**Aim of the exercise**
Below are the records; give the number of lines in them that include the word "Debug", and nothing more.

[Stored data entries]

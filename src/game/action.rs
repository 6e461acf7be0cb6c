/// Direction the snake can move
#[derive(Debug, Clone, Copy, PartialEq, Eq, Hash)]
pub enum Direction {
    Left,
    Up,
    Right,
    Down,
}

/// Axis a direction moves along
#[derive(Debug, Clone, Copy, PartialEq, Eq)]
pub enum Axis {
    Horizontal,
    Vertical,
}

impl Direction {
    /// Returns the delta (dx, dy) for moving in this direction.
    ///
    /// The lattice uses screen orientation, so `Up` decreases `y`.
    pub fn delta(&self) -> (i32, i32) {
        match self {
            Direction::Left => (-1, 0),
            Direction::Up => (0, -1),
            Direction::Right => (1, 0),
            Direction::Down => (0, 1),
        }
    }

    pub fn axis(&self) -> Axis {
        match self {
            Direction::Left | Direction::Right => Axis::Horizontal,
            Direction::Up | Direction::Down => Axis::Vertical,
        }
    }

    /// Returns true if turning from self to other is a quarter turn.
    ///
    /// Both the reverse direction and the same direction share an axis with
    /// `self`, so neither counts as a turn.
    pub fn is_perpendicular(&self, other: Direction) -> bool {
        self.axis() != other.axis()
    }
}

/// One reading of the joystick, as seen by the game loop
#[derive(Debug, Clone, Copy, PartialEq, Eq, Default)]
pub enum Input {
    /// A direction is held
    Move(Direction),
    /// The select button is held
    Confirm,
    /// Nothing is held
    #[default]
    None,
}

impl From<Direction> for Input {
    fn from(direction: Direction) -> Self {
        Input::Move(direction)
    }
}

**Output for this task**
3